がん治療中の副作用対策 → 半夏瀉心湯・十全大補湯など
- 抗がん剤の副作用(吐き気、倦怠感、口内炎など)に対して、漢方で緩和。
- 副作用の緩和により治療プロトコールが完遂でき、治療効果を増強できます。


漢方薬はどこで手に入れる?医師に相談するべき?
保険適用される漢方もある
- 病院やクリニックで処方される漢方薬は、医療用漢方製剤として保険が適用されるものが多くあります。
- 体質や症状に合わせて医師が処方してくれるため、まずは相談してみましょう。
市販の漢方薬(OTC)も選択肢
- ドラッグストアで購入できる製品もありますが、自分の体質に合わないと効果が出ないことも。
- 漢方に精通した薬剤師のアドバイスを受けながら選ぶのがおすすめです。
併用時の注意点は?
成分の重複に注意
- 西洋薬と漢方薬のなかには、似た作用をもつものがあります。
- 肝機能や腎機能に負担がかかる可能性もあるため、自己判断での併用は避けましょう。
服用タイミングに気をつける
- 漢方は空腹時に飲むことが多く、西洋薬とは服用タイミングが異なる場合があります。
医師や薬剤師に必ず報告する
- 「漢方薬だから別に言わなくても大丈夫だろう」という考え方で伝え漏れると思わぬ副作用に見舞われます。
- 必ず飲んでいることを伝えるのが安全のカギです。
まとめ
両方の”いいとこ取り”で健康を支える
漢方と西洋医学、どちらも長所と短所があり、補い合える存在です。
薬剤師として私が日々感じているのは、“選ぶ”より“活かす”という視点の大切さです。
不調に対して「どちらの薬が効くか」ではなく、「どちらも取り入れて、自分に合う形に整える」。

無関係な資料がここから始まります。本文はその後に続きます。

use super::{
    action::Action,
    command::Command,
    scroll::ScrollAnimation,
    state::{AppState, ErrorState, Focus, SuggestionPanel},
    ui,
};
use crate::domain::models::SearchResult;
use std::time::Instant;

pub fn update(state: &mut AppState, action: Action) -> Option<Command> {
    match action {
        // --- System ---
        Action::Tick => {
            state.frame_count = state.frame_count.wrapping_add(1);
            advance_scroll(state, Instant::now());
        }
        Action::Resize(..) => {}
        Action::Quit => {
            state.should_quit = true;
        }

        // --- Search intents ---
        Action::Submit => return submit(state),
        Action::SelectSuggestion(label) => {
            state.query.set_text(&label);
            return submit(state);
        }
        Action::CycleContentType => {
            state.content_type = state.content_type.next();
        }
        Action::ToggleTab => {
            state.tab = state.tab.other();
            state.reset_tab();
        }
        Action::ToggleQuestionPanel => {
            state.suggestions.toggle(SuggestionPanel::Questions);
        }
        Action::ToggleKeywordPanel => {
            state.suggestions.toggle(SuggestionPanel::Keywords);
        }

        // --- Focus & navigation ---
        Action::CycleFocus => {
            state.focus = state.focus.next();
        }
        Action::FocusQuery => {
            state.focus = Focus::Query;
        }
        Action::NextSuggestion => {
            state.suggestions.select_next();
        }
        Action::PrevSuggestion => {
            state.suggestions.select_prev();
        }
        Action::SwitchSuggestionPanel => {
            state.suggestions.switch_panel();
        }
        Action::ScrollResultsDown(amount) => {
            let max_scroll = state.search.results.len().saturating_sub(1) as u16;
            state.results_scroll = state.results_scroll.saturating_add(amount).min(max_scroll);
        }
        Action::ScrollResultsUp(amount) => {
            state.results_scroll = state.results_scroll.saturating_sub(amount);
        }

        // --- Input ---
        Action::QueryInput(key) => {
            state.query.input(key);
        }

        // --- Async Results ---
        Action::SearchSettled(seq, outcome) => settle(state, seq, outcome),
    }
    None
}

/// One logical attempt per invocation. Empty queries are a silent no-op;
/// otherwise the loading flags flip synchronously, both suggestion panels
/// collapse, and a single tagged request goes out.
fn submit(state: &mut AppState) -> Option<Command> {
    let query = state.current_query();
    if query.is_empty() {
        return None;
    }

    state.request_seq += 1;
    state.search.is_loading = true;
    state.search.has_searched = true;
    state.search.error = None;
    state.search.results.clear();
    state.results_scroll = 0;
    state.suggestions.collapse_all();

    Some(Command::Search(state.request_seq, query))
}

fn settle(state: &mut AppState, seq: u64, outcome: Result<Vec<SearchResult>, String>) {
    // A settlement for anything but the latest submission is stale; the
    // request that superseded it already owns the loading flag.
    if seq != state.request_seq {
        return;
    }

    state.search.is_loading = false;
    match outcome {
        Ok(results) => {
            state.search.results = results;
            state.search.error = None;
        }
        Err(message) => {
            state.search.results.clear();
            state.search.error = Some(ErrorState::new(message));
        }
    }
    begin_results_scroll(state, Instant::now());
}

/// Fires once per settlement, on the `(has_searched, is_loading)` transition
/// to `(true, false)`: ease the page offset until the results region sits at
/// the top of the viewport.
fn begin_results_scroll(state: &mut AppState, now: Instant) {
    let target = f64::from(ui::results_top(state));
    state.scroll_anim = Some(ScrollAnimation::new(
        f64::from(state.page_scroll),
        target,
        state.scroll_duration,
        now,
    ));
}

fn advance_scroll(state: &mut AppState, now: Instant) {
    if let Some(anim) = state.scroll_anim {
        state.page_scroll = anim.sample(now).round().max(0.0) as u16;
        if anim.is_finished(now) {
            state.page_scroll = anim.target().round().max(0.0) as u16;
            state.scroll_anim = None;
        }
    }
}

#[cfg(test)]
mod tests {
    use super::*;
    use crate::app::state::SearchState;
    use crate::domain::models::ContentType;
    use serde_json::json;
    use std::time::Duration;

    fn submitted_state(text: &str) -> (AppState<'static>, Option<Command>) {
        let mut state = AppState::default();
        state.query.set_text(text);
        let command = update(&mut state, Action::Submit);
        (state, command)
    }

    #[test]
    fn submit_dispatches_one_tagged_search() {
        let (state, command) = submitted_state("climate");
        assert_eq!(
            command,
            Some(Command::Search(
                1,
                crate::domain::models::Query::new("climate", ContentType::All)
            ))
        );
        assert!(state.search.is_loading);
        assert!(state.search.has_searched);
        assert!(state.search.error.is_none());
        assert!(state.search.results.is_empty());
        assert!(!state.suggestions.show_questions);
        assert!(!state.suggestions.show_keywords);
    }

    #[test]
    fn empty_or_whitespace_query_is_a_silent_no_op() {
        for text in ["", "   ", "\t  \t"] {
            let mut state = AppState::default();
            state.query.set_text(text);
            let before = state.clone();
            let command = update(&mut state, Action::Submit);
            assert_eq!(command, None);
            assert_eq!(state, before, "state changed for {text:?}");
        }
    }

    #[test]
    fn submit_carries_the_selected_content_type() {
        let mut state = AppState::default();
        state.query.set_text("housing");
        state.content_type = ContentType::Reports;
        match update(&mut state, Action::Submit) {
            Some(Command::Search(_, query)) => {
                assert_eq!(query.content_type, ContentType::Reports);
            }
            other => panic!("expected a search command, got {other:?}"),
        }
    }

    #[test]
    fn successful_settlement_stores_results_verbatim() {
        let (mut state, _) = submitted_state("climate");
        update(
            &mut state,
            Action::SearchSettled(1, Ok(vec![json!({"id": 1})])),
        );
        assert!(!state.search.is_loading);
        assert_eq!(state.search.results, vec![json!({"id": 1})]);
        assert!(state.search.error.is_none());
    }

    #[test]
    fn failed_settlement_stores_the_message_and_empties_results() {
        let (mut state, _) = submitted_state("climate");
        update(&mut state, Action::SearchSettled(1, Err("db down".into())));
        assert!(!state.search.is_loading);
        assert!(state.search.results.is_empty());
        assert_eq!(state.search.error.as_ref().unwrap().message, "db down");
    }

    #[test]
    fn loading_is_true_strictly_between_dispatch_and_settlement() {
        let (mut state, _) = submitted_state("climate");
        assert!(state.search.is_loading);
        // Settlement still pending across ticks.
        update(&mut state, Action::Tick);
        assert!(state.search.is_loading);
        update(&mut state, Action::SearchSettled(1, Ok(vec![])));
        assert!(!state.search.is_loading);
    }

    #[test]
    fn stale_settlement_is_discarded() {
        let (mut state, _) = submitted_state("first");
        state.query.set_text("second");
        let command = update(&mut state, Action::Submit);
        assert_eq!(state.request_seq, 2);
        assert!(matches!(command, Some(Command::Search(2, _))));

        // The first request settles late; its payload must not win.
        update(
            &mut state,
            Action::SearchSettled(1, Ok(vec![json!({"stale": true})])),
        );
        assert!(state.search.is_loading, "stale settlement ended loading");
        assert!(state.search.results.is_empty());

        update(
            &mut state,
            Action::SearchSettled(2, Ok(vec![json!({"fresh": true})])),
        );
        assert_eq!(state.search.results, vec![json!({"fresh": true})]);
    }

    #[test]
    fn settlement_after_tab_reset_is_discarded() {
        let (mut state, _) = submitted_state("climate");
        update(&mut state, Action::ToggleTab);
        update(
            &mut state,
            Action::SearchSettled(1, Ok(vec![json!({"id": 1})])),
        );
        assert_eq!(state.search, SearchState::default());
    }

    #[test]
    fn suggestion_selection_matches_typing_the_label() {
        let label = "climate policy";

        let mut typed = AppState::default();
        typed.query.set_text(label);
        let typed_cmd = update(&mut typed, Action::Submit);

        let mut clicked = AppState::default();
        let clicked_cmd = update(&mut clicked, Action::SelectSuggestion(label.to_string()));

        assert_eq!(typed_cmd, clicked_cmd);
        assert_eq!(typed, clicked);

        // And identical settlements produce identical state.
        let outcome = Ok(vec![json!({"id": 7})]);
        update(&mut typed, Action::SearchSettled(1, outcome.clone()));
        update(&mut clicked, Action::SearchSettled(1, outcome));
        assert_eq!(typed.search, clicked.search);
    }

    #[test]
    fn tab_switch_resets_to_pristine_state() {
        let (mut state, _) = submitted_state("climate");
        update(&mut state, Action::SearchSettled(1, Ok(vec![json!(1)])));
        update(&mut state, Action::ToggleTab);

        assert_eq!(state.tab, crate::app::state::SearchTab::KeywordSearch);
        assert_eq!(state.query.text(), "");
        assert_eq!(state.search, SearchState::default());
        assert!(state.suggestions.show_questions);
        assert!(state.suggestions.show_keywords);
    }

    #[test]
    fn settlement_starts_the_scroll_animation_once() {
        let (mut state, _) = submitted_state("climate");
        assert!(state.scroll_anim.is_none());
        update(&mut state, Action::SearchSettled(1, Ok(vec![json!(1)])));
        let anim = state.scroll_anim.expect("animation should start");
        assert_eq!(anim.target(), f64::from(ui::results_top(&state)));
    }

    #[test]
    fn error_settlement_also_scrolls_the_results_region_into_view() {
        let (mut state, _) = submitted_state("climate");
        update(&mut state, Action::SearchSettled(1, Err("down".into())));
        assert!(state.scroll_anim.is_some());
    }

    #[test]
    fn finished_animation_is_dropped_and_offset_pinned() {
        let mut state = AppState::default();
        state.scroll_duration = Duration::ZERO;
        state.query.set_text("climate");
        update(&mut state, Action::Submit);
        update(&mut state, Action::SearchSettled(1, Ok(vec![json!(1)])));
        update(&mut state, Action::Tick);
        assert_eq!(state.page_scroll, ui::results_top(&state));
        assert!(state.scroll_anim.is_none(), "no further frames scheduled");
    }

    #[test]
    fn results_scroll_saturates_at_the_edges() {
        let mut state = AppState::default();
        state.search.results = (0..5).map(|i| json!({ "id": i })).collect();
        update(&mut state, Action::ScrollResultsDown(10));
        assert_eq!(state.results_scroll, 4);
        update(&mut state, Action::ScrollResultsUp(10));
        assert_eq!(state.results_scroll, 0);
    }
}
use crate::domain::models::{Query, SearchResult};
use crate::domain::search::{SearchError, SearchGateway};
use anyhow::Result;
use async_trait::async_trait;
use reqwest::{Client, StatusCode};
use url::Url;

/// Talks to the remote search service over HTTP. One GET per `search` call,
/// no retries, transport-default timeouts.
pub struct HttpSearchGateway {
    client: Client,
    base: Url,
}

impl HttpSearchGateway {
    pub fn new(base: Url) -> Result<Self> {
        let client = Client::builder()
            .user_agent(concat!("seeker/", env!("CARGO_PKG_VERSION")))
            .build()?;
        Ok(Self { client, base })
    }
}

/// `{base}/api/search?q=<encoded>&type=<filter>`. `query_pairs_mut` handles
/// the percent-encoding of the user text.
fn search_url(base: &Url, query: &Query) -> Result<Url, url::ParseError> {
    let mut url = base.join("/api/search")?;
    url.query_pairs_mut()
        .append_pair("q", query.trimmed())
        .append_pair("type", query.content_type.as_param());
    Ok(url)
}

/// Maps a non-2xx response to an error string. A JSON body with a string
/// `error` field wins; anything else falls back to the status line.
fn interpret_failure(status: StatusCode, body: &str) -> SearchError {
    if let Ok(value) = serde_json::from_str::<serde_json::Value>(body) {
        if let Some(message) = value.get("error").and_then(|e| e.as_str()) {
            return SearchError::Server(message.to_string());
        }
    }
    SearchError::Status {
        status: status.as_u16(),
        phrase: status
            .canonical_reason()
            .unwrap_or("Unknown Status")
            .to_string(),
    }
}

/// A 2xx body must be a JSON array; the records themselves stay opaque.
fn interpret_success(body: &str) -> Result<Vec<SearchResult>, SearchError> {
    serde_json::from_str::<Vec<SearchResult>>(body).map_err(|_| SearchError::MalformedResponse)
}

#[async_trait]
impl SearchGateway for HttpSearchGateway {
    async fn search(&self, query: &Query) -> Result<Vec<SearchResult>, SearchError> {
        let url = search_url(&self.base, query)
            .map_err(|e| SearchError::Transport(e.to_string()))?;

        let response = self
            .client
            .get(url)
            .send()
            .await
            .map_err(|e| SearchError::Transport(e.to_string()))?;

        let status = response.status();
        let body = response
            .text()
            .await
            .map_err(|e| SearchError::Transport(e.to_string()))?;

        if !status.is_success() {
            return Err(interpret_failure(status, &body));
        }
        interpret_success(&body)
    }
}
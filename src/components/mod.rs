pub mod footer;
pub mod header;
pub mod results;
pub mod search_panel;
pub mod suggestions;
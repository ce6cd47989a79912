use anyhow::Result;
use crossterm::{
    event::{DisableMouseCapture, EnableMouseCapture},
    execute,
    terminal::{disable_raw_mode, enable_raw_mode, EnterAlternateScreen, LeaveAlternateScreen},
};
use ratatui::{backend::CrosstermBackend, Terminal};
use std::io;
use std::sync::Arc;

use seeker::app::{config, r#loop::run_loop, state::AppState};
use seeker::infrastructure::http_gateway::HttpSearchGateway;

fn setup_panic_hook() {
    let original_hook = std::panic::take_hook();
    std::panic::set_hook(Box::new(move |panic_info| {
        let _ = disable_raw_mode();
        let _ = execute!(io::stdout(), LeaveAlternateScreen, DisableMouseCapture);
        original_hook(panic_info);
    }));
}

#[tokio::main]
async fn main() -> Result<()> {
    setup_panic_hook();

    // Resolve the endpoint and build the gateway BEFORE terminal setup so a
    // bad config fails without leaving the terminal in raw mode.
    let config = config::load();
    let endpoint = config.endpoint_url()?;
    let gateway = Arc::new(HttpSearchGateway::new(endpoint)?);
    let app_state = AppState::new(&config);

    // Setup terminal
    enable_raw_mode()?;
    let mut stdout = io::stdout();
    execute!(stdout, EnterAlternateScreen, EnableMouseCapture)?;
    let backend = CrosstermBackend::new(stdout);
    let mut terminal = Terminal::new(backend)?;

    // Run app
    let res = run_loop(&mut terminal, app_state, gateway).await;

    // Restore terminal
    disable_raw_mode()?;
    execute!(
        terminal.backend_mut(),
        LeaveAlternateScreen,
        DisableMouseCapture
    )?;
    terminal.show_cursor()?;

    if let Err(err) = res {
        println!("{err:?}");
    }

    Ok(())
}
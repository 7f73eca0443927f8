//! Renders the discovered call graph as an indented ASCII tree.

use crate::error::Result;
use crate::graph::CallGraph;
use chunkstream_store::ComponentId;
use std::fs;
use std::path::Path;

/// Render the call graph as a box-drawing tree, one subtree per root.
///
/// The walk is depth-first pre-order. The raw graph can be cyclic, so the
/// renderer tracks the current path and emits a `(cycle)` marker instead
/// of descending into a node already on it.
#[must_use]
pub fn render_tree(graph: &CallGraph) -> String {
    let mut lines = Vec::new();
    let mut path = Vec::new();

    for root in graph.roots() {
        lines.push(root.to_string());
        walk(graph, &root, "", &mut path, &mut lines);
    }
    lines.join("\n")
}

fn walk(
    graph: &CallGraph,
    node: &ComponentId,
    prefix: &str,
    path: &mut Vec<ComponentId>,
    lines: &mut Vec<String>,
) {
    path.push(node.clone());

    let children = graph.children(node);
    for (i, child) in children.iter().enumerate() {
        let last = i + 1 == children.len();
        let connector = if last { "└── " } else { "├── " };

        if path.contains(child) {
            lines.push(format!("{prefix}{connector}{child} (cycle)"));
            continue;
        }

        lines.push(format!("{prefix}{connector}{child}"));
        let child_prefix = format!("{prefix}{}", if last { "    " } else { "│   " });
        walk(graph, child, &child_prefix, path, lines);
    }

    path.pop();
}

/// Render the call graph and persist it to `path`, creating parent
/// directories as needed.
pub fn write_tree_report(graph: &CallGraph, path: &Path) -> Result<()> {
    if let Some(parent) = path.parent() {
        if !parent.as_os_str().is_empty() {
            fs::create_dir_all(parent)?;
        }
    }
    fs::write(path, render_tree(graph))?;
    log::info!("Call tree saved to {}", path.display());
    Ok(())
}

#[cfg(test)]
mod tests {
    use super::*;
    use pretty_assertions::assert_eq;

    fn id(raw: &str) -> ComponentId {
        ComponentId::parse(raw).unwrap()
    }

    #[test]
    fn renders_nested_tree() {
        let mut graph = CallGraph::new();
        graph.record(&id("IRN00001"), &id("MRN10001"));
        graph.record(&id("IRN00001"), &id("TRN20002"));
        graph.record(&id("MRN10001"), &id("DRN30003"));

        let expected = "\
IRN00001
├── MRN10001
│   └── DRN30003
└── TRN20002";
        assert_eq!(render_tree(&graph), expected);
    }

    #[test]
    fn renders_each_root_in_sorted_order() {
        let mut graph = CallGraph::new();
        graph.record(&id("IRN00002"), &id("MRN10002"));
        graph.record(&id("IRN00001"), &id("MRN10001"));

        let expected = "\
IRN00001
└── MRN10001
IRN00002
└── MRN10002";
        assert_eq!(render_tree(&graph), expected);
    }

    #[test]
    fn cycle_is_marked_not_followed() {
        let mut graph = CallGraph::new();
        graph.record(&id("IRN00001"), &id("MRN10001"));
        graph.record(&id("MRN10001"), &id("MRN10002"));
        graph.record(&id("MRN10002"), &id("MRN10001"));

        let expected = "\
IRN00001
└── MRN10001
    └── MRN10002
        └── MRN10001 (cycle)";
        assert_eq!(render_tree(&graph), expected);
    }

    #[test]
    fn empty_graph_renders_empty() {
        assert_eq!(render_tree(&CallGraph::new()), "");
    }
}
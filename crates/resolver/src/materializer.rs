//! Chunk materialization: recursively expand an entry component into a
//! single document by inlining everything it references.

use crate::graph::CallGraph;
use crate::scanner;
use chunkstream_store::{ComponentId, ComponentStore, StoreError};
use std::collections::{HashSet, VecDeque};

/// The materialized output for one root: an ordered line sequence framed
/// by start/end markers, ready to persist or to hand to a summarizer.
#[derive(Debug, Clone, PartialEq, Eq)]
pub struct Chunk {
    pub root: ComponentId,
    pub lines: Vec<String>,
}

impl Chunk {
    #[must_use]
    pub fn text(&self) -> String {
        self.lines.join("\n")
    }
}

/// Builds chunks for entry components, accumulating the call graph and
/// the set of entries already produced.
///
/// One materializer is the context for one run: graph and produced set
/// live here, not in process globals, so independent runs never share
/// state. Nested entries discovered mid-expansion are pushed onto a
/// worklist and built as sibling chunks rather than inlined, which also
/// keeps call-stack depth independent of how deeply entries nest.
pub struct Materializer<'a> {
    store: &'a ComponentStore,
    graph: CallGraph,
    produced: HashSet<ComponentId>,
}

impl<'a> Materializer<'a> {
    #[must_use]
    pub fn new(store: &'a ComponentStore) -> Self {
        Self {
            store,
            graph: CallGraph::new(),
            produced: HashSet::new(),
        }
    }

    /// The call graph discovered so far.
    #[must_use]
    pub fn graph(&self) -> &CallGraph {
        &self.graph
    }

    #[must_use]
    pub fn into_graph(self) -> CallGraph {
        self.graph
    }

    /// Build one chunk per root, plus one per nested entry discovered
    /// along the way. Roots already produced are skipped, so an entry
    /// reached both directly and via nesting yields exactly one chunk.
    pub fn materialize_all(&mut self, roots: &[ComponentId]) -> Vec<Chunk> {
        let mut pending: VecDeque<ComponentId> = roots.iter().cloned().collect();
        let mut chunks = Vec::new();

        while let Some(root) = pending.pop_front() {
            if self.produced.contains(&root) {
                log::info!("Chunk for {root} already produced, skipping");
                continue;
            }
            chunks.push(self.build_chunk(root, &mut pending));
        }
        chunks
    }

    /// Build a single chunk for `root`. Nested entries encountered during
    /// expansion are queued on `pending` instead of being inlined.
    fn build_chunk(&mut self, root: ComponentId, pending: &mut VecDeque<ComponentId>) -> Chunk {
        log::info!("Materializing chunk for {root}");

        let store = self.store;
        let mut visited = HashSet::new();
        visited.insert(root.clone());

        let mut lines = vec![format!("# Start of {}: {root}", root.kind())];
        match store.get(&root) {
            Ok(text) => self.expand(&root, text, &mut visited, pending, &mut lines),
            Err(StoreError::ComponentNotFound(_)) => {
                log::warn!("Root component {root} is missing from the store");
                lines.push(format!("# [Missing component: {root}]"));
            }
            Err(err) => {
                log::warn!("Failed to read root component {root}: {err}");
                lines.push(format!("# [Error loading {root}: {err}]"));
            }
        }
        lines.push(format!("# End of {}: {root}", root.kind()));

        self.produced.insert(root.clone());
        Chunk { root, lines }
    }

    /// Expand one component body into `out`, line by line.
    ///
    /// Non-directive lines pass through unchanged. Each directive either
    /// inlines its target (framed, re-indented), renders a duplicate or
    /// missing marker, or renders a streamed-separately marker for an
    /// entry-type target and queues it as its own root.
    fn expand(
        &mut self,
        current: &ComponentId,
        text: &str,
        visited: &mut HashSet<ComponentId>,
        pending: &mut VecDeque<ComponentId>,
        out: &mut Vec<String>,
    ) {
        let store = self.store;
        let mut occurrences = scanner::scan(text).into_iter().peekable();

        for (line_index, line) in text.lines().enumerate() {
            let occ = match occurrences.next_if(|occ| occ.line_index == line_index) {
                Some(occ) => occ,
                None => {
                    out.push(line.to_string());
                    continue;
                }
            };

            let target = occ.target;
            let indent = occ.indent;
            self.graph.record(current, &target);

            if visited.contains(&target) {
                out.push(format!("{indent}# [Skipped duplicate: {target}]"));
                continue;
            }
            visited.insert(target.clone());

            if target.is_entry() {
                // Entry bodies are never inlined into another chunk.
                out.push(format!("{indent}# [Nested entry {target} streamed separately]"));
                if self.produced.contains(&target) || pending.contains(&target) {
                    log::info!("Nested entry {target} already scheduled, not re-queueing");
                } else {
                    log::info!("Found nested entry {target}, queueing separate chunk");
                    pending.push_back(target);
                }
                continue;
            }

            match store.get(&target) {
                Ok(child_text) => {
                    out.push(format!("{indent}# Start of {target}"));
                    let mut inlined = Vec::new();
                    self.expand(&target, child_text, visited, pending, &mut inlined);
                    out.extend(inlined.into_iter().map(|l| format!("{indent}{l}")));
                    out.push(format!("{indent}# End of {target}"));
                }
                Err(StoreError::ComponentNotFound(_)) => {
                    log::warn!("Could not embed {target}: component not found");
                    out.push(format!("{indent}# [Missing component: {target}]"));
                }
                Err(err) => {
                    log::warn!("Could not embed {target}: {err}");
                    out.push(format!("{indent}# [Error loading {target}: {err}]"));
                }
            }
        }
    }
}
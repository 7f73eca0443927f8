//! `chunkstream` binary: detects entry components in a store, materializes
//! one fully expanded chunk artifact per entry, and optionally reports the
//! discovered call tree and summarizes each chunk via a remote model.

mod summarizer;

use anyhow::{Context, Result};
use chunkstream_resolver::{detect_entries, write_tree_report, ChunkWriter, Materializer};
use chunkstream_store::{clean_listing, ComponentStore};
use clap::{Args, Parser, Subcommand};
use std::path::PathBuf;
use std::time::Duration;
use summarizer::{SummarizerClient, SummarizerConfig};

#[derive(Parser)]
#[command(
    name = "chunkstream",
    version,
    about = "Rebuild self-contained documents from a store of USE-linked components"
)]
struct Cli {
    #[command(subcommand)]
    command: Command,
}

#[derive(Subcommand)]
enum Command {
    /// Detect entry components and write one expanded chunk per entry.
    Build(BuildArgs),
    /// Extract component text from a numbered COBOL compiler listing.
    CleanListing(CleanListingArgs),
}

#[derive(Args)]
struct BuildArgs {
    /// Directory holding one .txt file per component.
    #[arg(long, default_value = "components")]
    components: PathBuf,

    /// Directory chunk artifacts are written to.
    #[arg(long, default_value = "stream_chunks")]
    output: PathBuf,

    /// Also write an ASCII call-tree report to this path.
    #[arg(long)]
    tree_report: Option<PathBuf>,

    /// Send each chunk to the summarization endpoint and store the reply
    /// next to its artifact. Requires CHUNKSTREAM_API_KEY.
    #[arg(long)]
    summarize: bool,

    #[command(flatten)]
    model: ModelArgs,
}

#[derive(Args)]
struct ModelArgs {
    /// Messages-style endpoint the summarizer posts to.
    #[arg(long, default_value = summarizer::DEFAULT_ENDPOINT)]
    endpoint: String,

    /// Model identifier sent with each request.
    #[arg(long, default_value = summarizer::DEFAULT_MODEL)]
    model: String,

    /// Optional system prompt for the summarizer.
    #[arg(long)]
    system_prompt: Option<String>,

    #[arg(long, default_value_t = 0.0)]
    temperature: f32,

    #[arg(long, default_value_t = 64_000)]
    max_tokens: u32,

    /// Per-request timeout in seconds.
    #[arg(long, default_value_t = 600)]
    request_timeout: u64,
}

#[derive(Args)]
struct CleanListingArgs {
    /// Listing file to clean.
    input: PathBuf,

    /// Directory the cleaned component file is written to.
    #[arg(long, default_value = "components")]
    output: PathBuf,
}

#[tokio::main]
async fn main() -> Result<()> {
    env_logger::init();
    let cli = Cli::parse();

    match cli.command {
        Command::Build(args) => run_build(args).await,
        Command::CleanListing(args) => run_clean_listing(&args),
    }
}

async fn run_build(args: BuildArgs) -> Result<()> {
    let store = ComponentStore::load(&args.components).with_context(|| {
        format!("loading components from {}", args.components.display())
    })?;

    let entries = detect_entries(&store);
    if entries.is_empty() {
        log::warn!("No entry components detected, nothing to materialize");
    } else {
        log::info!(
            "Detected {} entry component(s): {}",
            entries.len(),
            entries
                .iter()
                .map(ToString::to_string)
                .collect::<Vec<_>>()
                .join(", ")
        );
    }

    let mut materializer = Materializer::new(&store);
    let chunks = materializer.materialize_all(&entries);

    // A failed write loses that root only; remaining chunks still land.
    let writer = ChunkWriter::new(&args.output);
    let mut written = Vec::new();
    for chunk in &chunks {
        match writer.persist(chunk) {
            Ok(path) => written.push((chunk, path)),
            Err(err) => log::error!("Failed to write chunk for {}: {err}", chunk.root),
        }
    }
    log::info!("Wrote {}/{} chunk artifact(s)", written.len(), chunks.len());

    if let Some(report) = &args.tree_report {
        write_tree_report(materializer.graph(), report)
            .with_context(|| format!("writing call-tree report to {}", report.display()))?;
    }

    if args.summarize {
        summarize_chunks(&args.model, &written).await?;
    }

    Ok(())
}

async fn summarize_chunks(
    model: &ModelArgs,
    written: &[(&chunkstream_resolver::Chunk, PathBuf)],
) -> Result<()> {
    let api_key = std::env::var(summarizer::API_KEY_ENV)
        .with_context(|| format!("{} must be set for --summarize", summarizer::API_KEY_ENV))?;

    let client = SummarizerClient::new(SummarizerConfig {
        endpoint: model.endpoint.clone(),
        model: model.model.clone(),
        api_key,
        temperature: model.temperature,
        max_tokens: model.max_tokens,
        timeout: Duration::from_secs(model.request_timeout),
    })?;

    for (chunk, path) in written {
        log::info!("Summarizing chunk {}", chunk.root);
        match client
            .summarize(&chunk.text(), model.system_prompt.as_deref())
            .await
        {
            Ok(reply) => {
                let summary_path = path.with_extension("summary.md");
                std::fs::write(&summary_path, reply).with_context(|| {
                    format!("writing summary to {}", summary_path.display())
                })?;
                log::info!("Summary written to {}", summary_path.display());
            }
            Err(err) => log::error!("Summarization failed for {}: {err}", chunk.root),
        }
    }
    Ok(())
}

fn run_clean_listing(args: &CleanListingArgs) -> Result<()> {
    let path = clean_listing(&args.input, &args.output)
        .with_context(|| format!("cleaning listing {}", args.input.display()))?;
    println!("{}", path.display());
    Ok(())
}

これが、より健康に、そして快適に暮らすための近道だと思います。
おまけ:よくある質問(Q&A)
Q:漢方薬はいつまで飲めばいい?
→慢性症状には2〜3か月継続して体質を整えるのが一般的です。
→→即効性を求めるものは数十分で効くため頓用で十分な漢方薬もあります。
Q:妊娠中でも飲めますか?
→ 処方によります。妊娠中には禁忌の漢方薬もあるので必ず医師・薬剤師に相談を。
→→妊娠中に飲んでもいい薬もモチロンあります!!!
Q:飲み合わせで問題になるケースは?
→小柴胡湯とインターフェロンや葛根湯などの麻黄を含有した方剤とエフェドリンを含有した製剤などは要注意です。
→→複数漢方薬を服用による甘草重複からの偽アルドステロン症なども要注意です。